State the number of lines in the material below that hold "nContent", and add nothing to it.

┄┄┄┄┄┄┄┄┄┄

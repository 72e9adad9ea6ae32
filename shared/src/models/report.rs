//! Inspection report triage result model.

use serde::{Deserialize, Serialize};

/// Structured triage result for a free-text inspection report.
///
/// # Example
///
/// ```
/// use shared::triage::parse_report;
///
/// let analysis = parse_report("urgent crack near zone 4");
/// assert!(analysis.urgency_score >= 0.95);
/// assert!(analysis.extracted_entities.contains(&"Zone 4".to_string()));
/// ```
#[derive(Debug, Clone, PartialEq, Serialize, Deserialize)]
pub struct ReportAnalysis {
    /// Truncated preview of the report text (first 40 characters).
    pub summary: String,

    /// Heuristic urgency in `[0, 1]` derived from keyword presence.
    pub urgency_score: f64,

    /// Track entities mentioned in the report.
    pub extracted_entities: Vec<String>,

    /// Recommended follow-up actions.
    pub suggested_actions: Vec<String>,
}
//! Image triage endpoint.
//!
//! Accepts a multipart track-image upload and returns a defect
//! assessment. Analysis failures do not fail the request: the response
//! is still 200 with probability 0 and the error text in the label,
//! which is the contract the operator dashboard was built against.

use axum::extract::Multipart;
use axum::{routing::post, Json, Router};
use shared::models::DefectAssessment;
use shared::triage::assess_image;

/// Creates the image triage routes.
pub fn image_routes() -> Router {
    Router::new().route("/analyze-image", post(analyze_image))
}

/// Handler for image triage.
///
/// Expects a multipart field named `file` carrying the image bytes; the
/// part's filename participates in the triage rules.
async fn analyze_image(mut multipart: Multipart) -> Json<DefectAssessment> {
    loop {
        match multipart.next_field().await {
            Ok(Some(field)) => {
                if field.name() == Some("file") {
                    let filename = field.file_name().unwrap_or_default().to_string();
                    let assessment = match field.bytes().await {
                        Ok(bytes) => assess_image(&filename, &bytes),
                        Err(e) => DefectAssessment::could_not_analyze(e),
                    };
                    tracing::debug!(
                        filename = %filename,
                        defect_type = %assessment.defect_type,
                        "Image triaged"
                    );
                    return Json(assessment);
                }
                // Skip unrelated fields.
            }
            Ok(None) => {
                return Json(DefectAssessment::could_not_analyze(
                    "no file field in upload",
                ));
            }
            Err(e) => return Json(DefectAssessment::could_not_analyze(e)),
        }
    }
}

#[cfg(test)]
mod tests {
    use super::*;
    use axum::body::Body;
    use axum::http::{header, Request, StatusCode};
    use http_body_util::BodyExt;
    use tower::ServiceExt;

    const BOUNDARY: &str = "railsight-test-boundary";

    /// Builds a multipart/form-data body with a single `file` part.
    fn multipart_body(filename: &str, data: &[u8]) -> Vec<u8> {
        let mut body = Vec::new();
        body.extend_from_slice(
            format!(
                "--{BOUNDARY}\r\nContent-Disposition: form-data; name=\"file\"; \
                 filename=\"{filename}\"\r\nContent-Type: application/octet-stream\r\n\r\n"
            )
            .as_bytes(),
        );
        body.extend_from_slice(data);
        body.extend_from_slice(format!("\r\n--{BOUNDARY}--\r\n").as_bytes());
        body
    }

    async fn post_multipart(filename: &str, data: &[u8]) -> (StatusCode, DefectAssessment) {
        let app = image_routes();
        let response = app
            .oneshot(
                Request::builder()
                    .method("POST")
                    .uri("/analyze-image")
                    .header(
                        header::CONTENT_TYPE,
                        format!("multipart/form-data; boundary={BOUNDARY}"),
                    )
                    .body(Body::from(multipart_body(filename, data)))
                    .unwrap(),
            )
            .await
            .unwrap();

        let status = response.status();
        let body = response.into_body().collect().await.unwrap().to_bytes();
        let assessment: DefectAssessment = serde_json::from_slice(&body).unwrap();
        (status, assessment)
    }

    #[tokio::test]
    async fn test_crack_filename_triggers_crack_label() {
        let (status, assessment) = post_multipart("crack_zone4.jpg", b"not an image").await;
        assert_eq!(status, StatusCode::OK);
        assert_eq!(assessment.defect_probability, 0.87);
        assert!(assessment.defect_type.contains("Crack"));
    }

    #[tokio::test]
    async fn test_undecodable_upload_returns_200_with_error_label() {
        let (status, assessment) = post_multipart("photo.png", b"garbage bytes").await;
        assert_eq!(status, StatusCode::OK);
        assert_eq!(assessment.defect_probability, 0.0);
        assert!(assessment.defect_type.starts_with("Could not analyze: "));
    }

    #[tokio::test]
    async fn test_missing_file_field_returns_200_with_error_label() {
        let app = image_routes();
        let body = format!(
            "--{BOUNDARY}\r\nContent-Disposition: form-data; name=\"other\"\r\n\r\nhello\r\n--{BOUNDARY}--\r\n"
        );
        let response = app
            .oneshot(
                Request::builder()
                    .method("POST")
                    .uri("/analyze-image")
                    .header(
                        header::CONTENT_TYPE,
                        format!("multipart/form-data; boundary={BOUNDARY}"),
                    )
                    .body(Body::from(body))
                    .unwrap(),
            )
            .await
            .unwrap();

        assert_eq!(response.status(), StatusCode::OK);
        let body = response.into_body().collect().await.unwrap().to_bytes();
        let assessment: DefectAssessment = serde_json::from_slice(&body).unwrap();
        assert_eq!(assessment.defect_probability, 0.0);
        assert!(assessment.defect_type.contains("no file field"));
    }
}
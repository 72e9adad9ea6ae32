//! Synthetic alert feed.
//!
//! Draws 1-3 alerts with replacement from a fixed catalog, timestamped
//! with the current instant. The feed is demo scaffolding and carries
//! no relation to real telemetry state.

use crate::models::{Alert, Severity};
use rand::Rng;

/// The fixed message/severity catalog alerts are drawn from.
pub const ALERT_CATALOG: [(&str, Severity); 6] = [
    ("Possible track fault detected", Severity::High),
    ("Anomaly score: 92%", Severity::Medium),
    ("High vibration on approach to junction", Severity::Medium),
    ("Rail temperature above seasonal norm", Severity::Low),
    ("Obstruction reported near level crossing", Severity::High),
    ("Trackside sensor battery low", Severity::Low),
];

/// Generates 1-3 alerts using the thread-local RNG.
#[must_use]
pub fn generate_alerts() -> Vec<Alert> {
    generate_alerts_with_rng(&mut rand::thread_rng())
}

/// Generates 1-3 alerts using the provided RNG.
///
/// Seedable entry point for deterministic tests.
pub fn generate_alerts_with_rng<R: Rng>(rng: &mut R) -> Vec<Alert> {
    let count = rng.gen_range(1..=3);
    (0..count)
        .map(|_| {
            let (message, severity) = ALERT_CATALOG[rng.gen_range(0..ALERT_CATALOG.len())];
            Alert::new(message, severity)
        })
        .collect()
}
//! Railsight Shared Library
//!
//! This crate contains the data models and triage logic used across
//! the Railsight track-inspection platform.
//!
//! # Modules
//!
//! - [`models`] - Data models for telemetry samples, alerts, and triage results
//! - [`triage`] - Rule-based triage logic for images, reports, and telemetry
//!
//! # Example
//!
//! ```
//! use shared::models::SensorSample;
//! use shared::triage::score_samples;
//!
//! let samples = vec![SensorSample::new(62.0, 0.7, 88.0)];
//! let points = score_samples(&samples);
//!
//! assert!(points[0].anomaly);
//! ```

#![deny(unsafe_code)]
#![warn(missing_docs)]
#![warn(clippy::all)]
#![warn(clippy::pedantic)]

pub mod models;
pub mod triage;

/// Re-export common dependencies for convenience.
pub use chrono;
pub use serde;
pub use serde_json;
pub use validator;
//! Telemetry endpoints.
//!
//! `/predict` scores each sample against the fixed anomaly thresholds;
//! `/summarize` reduces a telemetry window to a one-paragraph summary.

use axum::{extract::rejection::JsonRejection, http::StatusCode, routing::post, Json, Router};
use serde::{Deserialize, Serialize};
use shared::models::{AnomalyPoint, SensorSample, TelemetrySummary};
use shared::triage::{score_samples, summarize_samples};

/// Response body for `/predict`.
#[derive(Debug, Serialize, Deserialize)]
pub struct PredictResponse {
    /// Per-sample verdicts, in input order.
    pub anomalies: Vec<AnomalyPoint>,
}

/// Error response for rejected telemetry input.
#[derive(Debug, Serialize, Deserialize)]
pub struct TelemetryError {
    /// Error type.
    pub error: String,
    /// Detailed error message.
    pub message: String,
}

/// Creates the telemetry routes.
pub fn telemetry_routes() -> Router {
    Router::new()
        .route("/predict", post(predict))
        .route("/summarize", post(summarize))
}

fn invalid_json(rejection: &JsonRejection) -> (StatusCode, Json<TelemetryError>) {
    (
        StatusCode::BAD_REQUEST,
        Json(TelemetryError {
            error: "invalid_json".to_string(),
            message: rejection.body_text(),
        }),
    )
}

/// Handler for per-sample anomaly scoring.
async fn predict(
    payload: Result<Json<Vec<SensorSample>>, JsonRejection>,
) -> Result<Json<PredictResponse>, (StatusCode, Json<TelemetryError>)> {
    let Json(samples) = payload.map_err(|rejection| invalid_json(&rejection))?;

    let anomalies = score_samples(&samples);
    tracing::debug!(
        samples = samples.len(),
        flagged = anomalies.iter().filter(|p| p.anomaly).count(),
        "Telemetry scored"
    );

    Ok(Json(PredictResponse { anomalies }))
}

/// Handler for telemetry summarization.
///
/// Returns 400 with an `empty_batch` error for an empty sample list.
async fn summarize(
    payload: Result<Json<Vec<SensorSample>>, JsonRejection>,
) -> Result<Json<TelemetrySummary>, (StatusCode, Json<TelemetryError>)> {
    let Json(samples) = payload.map_err(|rejection| invalid_json(&rejection))?;

    let summary = summarize_samples(&samples).map_err(|e| {
        (
            StatusCode::BAD_REQUEST,
            Json(TelemetryError {
                error: "empty_batch".to_string(),
                message: e.to_string(),
            }),
        )
    })?;

    Ok(Json(summary))
}
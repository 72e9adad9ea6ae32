//! Image triage result model.

use serde::{Deserialize, Serialize};

/// The outcome of running an uploaded track image through the triage
/// rules.
///
/// `defect_probability` is a fixed confidence attached to whichever
/// rule fired, not a statistically derived value.
#[derive(Debug, Clone, PartialEq, Serialize, Deserialize)]
pub struct DefectAssessment {
    /// Confidence in `[0, 1]` for the matched rule.
    pub defect_probability: f64,

    /// Human-readable defect label.
    ///
    /// On analysis failure this carries the error text prefixed with
    /// `"Could not analyze: "`, with `defect_probability` set to 0.
    /// Downstream dashboards rely on that shape.
    pub defect_type: String,
}

impl DefectAssessment {
    /// Creates a new assessment.
    #[must_use]
    pub fn new(defect_probability: f64, defect_type: impl Into<String>) -> Self {
        Self {
            defect_probability,
            defect_type: defect_type.into(),
        }
    }

    /// Creates the degraded assessment used when analysis fails.
    #[must_use]
    pub fn could_not_analyze(error: impl std::fmt::Display) -> Self {
        Self {
            defect_probability: 0.0,
            defect_type: format!("Could not analyze: {error}"),
        }
    }
}
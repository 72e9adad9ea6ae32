//! Health check endpoint.
//!
//! Provides a simple health check endpoint for load balancers and monitoring systems.

use axum::{routing::get, Json, Router};
use serde::Serialize;

/// Health check response.
#[derive(Debug, Serialize)]
pub struct HealthResponse {
    /// Service status (always "healthy" if reachable).
    pub status: &'static str,
    /// Service name.
    pub service: &'static str,
    /// Service version.
    pub version: &'static str,
}

/// Creates the health check routes.
pub fn health_routes() -> Router {
    Router::new().route("/health", get(health_check))
}

/// Health check handler.
///
/// Returns a simple JSON response indicating the service is healthy.
/// This endpoint is intended for use by load balancers and monitoring systems.
async fn health_check() -> Json<HealthResponse> {
    Json(HealthResponse {
        status: "healthy",
        service: "railsight-api",
        version: env!("CARGO_PKG_VERSION"),
    })
}

#[cfg(test)]
mod tests {
    use super::*;
    use axum::body::Body;
    use axum::http::{Request, StatusCode};
    use http_body_util::BodyExt;
    use tower::ServiceExt;

    #[tokio::test]
    async fn test_health_check_status() {
        let app = health_routes();

        let response = app
            .oneshot(
                Request::builder()
                    .uri("/health")
                    .body(Body::empty())
                    .unwrap(),
            )
            .await
            .unwrap();

        assert_eq!(response.status(), StatusCode::OK);
    }

    #[tokio::test]
    async fn test_health_check_body() {
        let app = health_routes();

        let response = app
            .oneshot(
                Request::builder()
                    .uri("/health")
                    .body(Body::empty())
                    .unwrap(),
            )
            .await
            .unwrap();

        let body = response.into_body().collect().await.unwrap().to_bytes();
        let health: serde_json::Value = serde_json::from_slice(&body).unwrap();

        assert_eq!(health["status"], "healthy");
        assert_eq!(health["service"], "railsight-api");
        assert!(health["version"].is_string());
    }
}
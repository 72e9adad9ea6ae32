//! API route definitions.
//!
//! This module organizes all HTTP routes for the Railsight API server.

mod alerts;
mod health;
mod images;
mod reports;
mod telemetry;

pub use alerts::alert_routes;
pub use health::health_routes;
pub use images::image_routes;
pub use reports::report_routes;
pub use telemetry::telemetry_routes;
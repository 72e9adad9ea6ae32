//! Railsight API Server Binary
//!
//! Entry point for the Railsight track-inspection API server.

#![deny(unsafe_code)]

use anyhow::Result;

#[tokio::main]
async fn main() -> Result<()> {
    // Load .env if present, then initialize tracing
    dotenvy::dotenv().ok();

    tracing_subscriber::fmt()
        .with_env_filter(
            tracing_subscriber::EnvFilter::try_from_default_env()
                .unwrap_or_else(|_| tracing_subscriber::EnvFilter::new("info")),
        )
        .init();

    api::run_server().await
}
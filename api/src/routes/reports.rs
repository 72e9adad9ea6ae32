//! Inspection report triage endpoint.

use axum::{extract::rejection::JsonRejection, http::StatusCode, routing::post, Json, Router};
use serde::{Deserialize, Serialize};
use shared::models::ReportAnalysis;
use shared::triage::parse_report;
use validator::Validate;

/// Request body for report triage.
#[derive(Debug, Deserialize, Validate)]
pub struct ReportRequest {
    /// The free-text inspection report.
    #[validate(length(min = 1, message = "Report text cannot be empty"))]
    pub report: String,
}

/// Error response for a rejected report.
#[derive(Debug, Serialize, Deserialize)]
pub struct ReportError {
    /// Error type.
    pub error: String,
    /// Detailed error message.
    pub message: String,
}

/// Creates the report triage routes.
pub fn report_routes() -> Router {
    Router::new().route("/parse-report", post(triage_report))
}

/// Handler for report triage.
///
/// Returns 200 with the analysis, or 400 for malformed JSON or an
/// empty report.
async fn triage_report(
    payload: Result<Json<ReportRequest>, JsonRejection>,
) -> Result<Json<ReportAnalysis>, (StatusCode, Json<ReportError>)> {
    let Json(request) = payload.map_err(|rejection| {
        (
            StatusCode::BAD_REQUEST,
            Json(ReportError {
                error: "invalid_json".to_string(),
                message: rejection.body_text(),
            }),
        )
    })?;

    if let Err(e) = request.validate() {
        return Err((
            StatusCode::BAD_REQUEST,
            Json(ReportError {
                error: "validation_failed".to_string(),
                message: e.to_string(),
            }),
        ));
    }

    let analysis = parse_report(&request.report);
    tracing::debug!(
        urgency_score = analysis.urgency_score,
        entities = analysis.extracted_entities.len(),
        "Report triaged"
    );

    Ok(Json(analysis))
}
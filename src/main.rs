use std::io;

use anyhow::Result;
use clap::Parser;
use rand::Rng;
use tracing_subscriber::EnvFilter;

use pawnsmith::search::{SearchConfig, DEFAULT_DEPTH};
use pawnsmith::uci::UciHandler;

#[derive(Debug, Parser)]
#[command(name = "pawnsmith", version, about = "A fixed depth alpha-beta chess engine speaking UCI")]
struct Args {
    /// Plies searched for every `go` without an explicit depth
    #[arg(long, default_value_t = DEFAULT_DEPTH)]
    depth: u32,

    /// Seed for the quiet move shuffle; a random seed is drawn when omitted
    #[arg(long)]
    seed: Option<u64>,
}

fn main() -> Result<()> {
    // stdout is the UCI channel, so logs go to stderr
    tracing_subscriber::fmt()
        .with_env_filter(EnvFilter::from_default_env())
        .with_writer(io::stderr)
        .init();

    let args = Args::parse();
    let seed = args.seed.unwrap_or_else(|| rand::thread_rng().gen());

    let mut uci = UciHandler::new(SearchConfig { depth: args.depth }, seed);
    uci.run(io::stdin().lock(), io::stdout())
}
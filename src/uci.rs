use std::io::{BufRead, Write};

use anyhow::Result;
use rand::rngs::StdRng;
use rand::SeedableRng;
use thiserror::Error;
use tracing::{info, warn};

use crate::board::Board;
use crate::movegen::{game_state, GameState, MoveParseError};
use crate::search::{Search, SearchConfig};

#[derive(Debug, Error)]
pub enum UciError {
    #[error("unsupported position `{0}`, only `startpos` is understood")]
    UnsupportedPosition(String),
    #[error("bad move in position command: {0}")]
    BadMove(#[from] MoveParseError),
    #[error("invalid search depth `{0}`")]
    InvalidDepth(String),
    #[error("unknown command `{0}`")]
    UnknownCommand(String),
}

/// Line oriented driver for the subset of UCI the engine understands.
pub struct UciHandler {
    board: Board,
    rng: StdRng,
    seed: u64,
    config: SearchConfig,
}

impl UciHandler {
    pub fn new(config: SearchConfig, seed: u64) -> Self {
        UciHandler {
            board: Board::initial(),
            rng: StdRng::seed_from_u64(seed),
            seed,
            config,
        }
    }

    pub fn board(&self) -> &Board {
        &self.board
    }

    /// Reads commands until `quit` or end of input. Rejected commands are
    /// logged and otherwise ignored, as UCI expects.
    pub fn run<R: BufRead, W: Write>(&mut self, input: R, mut output: W) -> Result<()> {
        info!(seed = self.seed, depth = self.config.depth, "engine started");
        writeln!(output, "info string rng seed {}", self.seed)?;
        output.flush()?;

        for line in input.lines() {
            let line = line?;
            let command = line.trim();
            if command == "quit" {
                break;
            }

            match self.handle_command(command) {
                Ok(response) => write!(output, "{}", response)?,
                Err(err) => warn!(command, %err, "command rejected"),
            }
            output.flush()?;
        }

        info!("engine stopped");
        Ok(())
    }

    pub fn handle_command(&mut self, command: &str) -> Result<String, UciError> {
        let parts: Vec<&str> = command.split_whitespace().collect();
        let Some((&name, args)) = parts.split_first() else {
            return Ok(String::new());
        };

        match name {
            "uci" => Ok(self.handle_uci()),
            "isready" => Ok("readyok\n".to_string()),
            "ucinewgame" => Ok(self.handle_ucinewgame()),
            "position" => self.handle_position(args),
            "go" => self.handle_go(args),
            "quit" => Ok(String::new()),
            _ => Err(UciError::UnknownCommand(command.to_string())),
        }
    }

    fn handle_uci(&self) -> String {
        format!(
            "id name pawnsmith {}\nid author the pawnsmith developers\nuciok\n",
            env!("CARGO_PKG_VERSION")
        )
    }

    fn handle_ucinewgame(&mut self) -> String {
        self.board = Board::initial();
        String::new()
    }

    /// `position startpos [moves ...]`. The board is left untouched when the
    /// command is rejected.
    fn handle_position(&mut self, args: &[&str]) -> Result<String, UciError> {
        match args {
            ["startpos"] => self.board = Board::initial(),
            ["startpos", "moves", moves @ ..] => {
                self.board = Board::from_move_list(&moves.join(" "))?;
            }
            _ => return Err(UciError::UnsupportedPosition(args.join(" "))),
        }
        Ok(String::new())
    }

    /// `go [depth N]`. Clock parameters are accepted and ignored since every
    /// search runs to a fixed depth.
    fn handle_go(&mut self, args: &[&str]) -> Result<String, UciError> {
        let mut depth = self.config.depth;
        if let Some(index) = args.iter().position(|&arg| arg == "depth") {
            let value = args.get(index + 1).copied().unwrap_or_default();
            depth = value
                .parse()
                .map_err(|_| UciError::InvalidDepth(value.to_string()))?;
        }

        let mut search = Search::new(&mut self.rng);
        match search.find_best_move(&self.board, depth) {
            Some(mv) => {
                info!(depth, nodes = search.nodes_searched(), best = %mv, "search done");
                Ok(format!("bestmove {}\n", mv))
            }
            None => {
                let state = game_state(&self.board);
                info!(?state, "no move to play");
                let reason = match state {
                    GameState::Checkmate(winner) => format!("checkmate, {:?} wins", winner),
                    _ => "stalemate".to_string(),
                };
                Ok(format!("info string {}\nbestmove 0000\n", reason))
            }
        }
    }
}

#[cfg(test)]
mod tests {
    use super::*;
    use crate::board::Color;
    use crate::movegen::{find_legal_moves, Move};
    use std::io::Cursor;

    fn handler() -> UciHandler {
        UciHandler::new(SearchConfig { depth: 2 }, 17)
    }

    fn best_move(response: &str) -> Move {
        let line = response
            .lines()
            .find(|line| line.starts_with("bestmove"))
            .unwrap();
        line["bestmove ".len()..].parse().unwrap()
    }

    #[test]
    fn test_handshake() {
        let mut uci = handler();
        let response = uci.handle_command("uci").unwrap();
        assert!(response.starts_with("id name pawnsmith"));
        assert!(response.ends_with("uciok\n"));
        assert_eq!(uci.handle_command("isready").unwrap(), "readyok\n");
        assert_eq!(uci.handle_command("   ").unwrap(), "");
    }

    #[test]
    fn test_position_with_moves() {
        let mut uci = handler();
        uci.handle_command("position startpos moves e2e4 e7e5 g1f3").unwrap();
        assert_eq!(uci.board().active, Color::Black);
        assert_eq!(*uci.board(), Board::from_move_list("e2e4 e7e5 g1f3").unwrap());

        uci.handle_command("ucinewgame").unwrap();
        assert_eq!(*uci.board(), Board::initial());
    }

    #[test]
    fn test_rejected_positions_keep_board() {
        let mut uci = handler();
        uci.handle_command("position startpos moves d2d4").unwrap();
        let before = *uci.board();

        let fen = uci.handle_command("position fen 8/8/8/8/8/8/8/8 w - - 0 1");
        assert!(matches!(fen, Err(UciError::UnsupportedPosition(_))));

        let bad = uci.handle_command("position startpos moves e2e4 e7e9");
        assert!(matches!(bad, Err(UciError::BadMove(MoveParseError::InvalidSquare(_)))));

        assert_eq!(*uci.board(), before);
    }

    #[test]
    fn test_go_returns_legal_move() {
        let mut uci = handler();
        uci.handle_command("position startpos moves e2e4 d7d5").unwrap();
        let response = uci.handle_command("go depth 1").unwrap();
        let mv = best_move(&response);
        assert!(find_legal_moves(uci.board()).contains(&mv));
    }

    #[test]
    fn test_go_ignores_clock() {
        let mut uci = handler();
        let response = uci.handle_command("go wtime 1000 btime 1000 depth 1").unwrap();
        assert!(find_legal_moves(uci.board()).contains(&best_move(&response)));
    }

    #[test]
    fn test_go_invalid_depth() {
        let mut uci = handler();
        assert!(matches!(uci.handle_command("go depth x"), Err(UciError::InvalidDepth(_))));
        assert!(matches!(uci.handle_command("go depth"), Err(UciError::InvalidDepth(_))));
    }

    #[test]
    fn test_go_after_checkmate() {
        let mut uci = handler();
        uci.handle_command("position startpos moves f2f3 e7e5 g2g4 d8h4").unwrap();
        let response = uci.handle_command("go").unwrap();
        assert!(response.contains("checkmate, Black wins"));
        assert!(response.ends_with("bestmove 0000\n"));
    }

    #[test]
    fn test_unknown_command() {
        let mut uci = handler();
        assert!(matches!(uci.handle_command("register later"), Err(UciError::UnknownCommand(_))));
    }

    #[test]
    fn test_run_session() {
        let input = Cursor::new("uci\nbogus\nposition startpos\ngo depth 1\nquit\nisready\n");
        let mut output = Vec::new();
        handler().run(input, &mut output).unwrap();

        let output = String::from_utf8(output).unwrap();
        let lines: Vec<&str> = output.lines().collect();
        assert_eq!(lines[0], "info string rng seed 17");
        assert!(lines.contains(&"uciok"));
        assert!(lines.last().unwrap().starts_with("bestmove "));
        assert!(!lines.contains(&"readyok"));
    }

    #[test]
    fn test_same_seed_same_reply() {
        let mut first = handler();
        let mut second = handler();
        for uci in [&mut first, &mut second] {
            uci.handle_command("position startpos moves e2e4").unwrap();
        }
        assert_eq!(
            first.handle_command("go depth 2").unwrap(),
            second.handle_command("go depth 2").unwrap()
        );
    }
}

┄┄┄┄┄┄┄┄┄┄

▶ _Response_: 3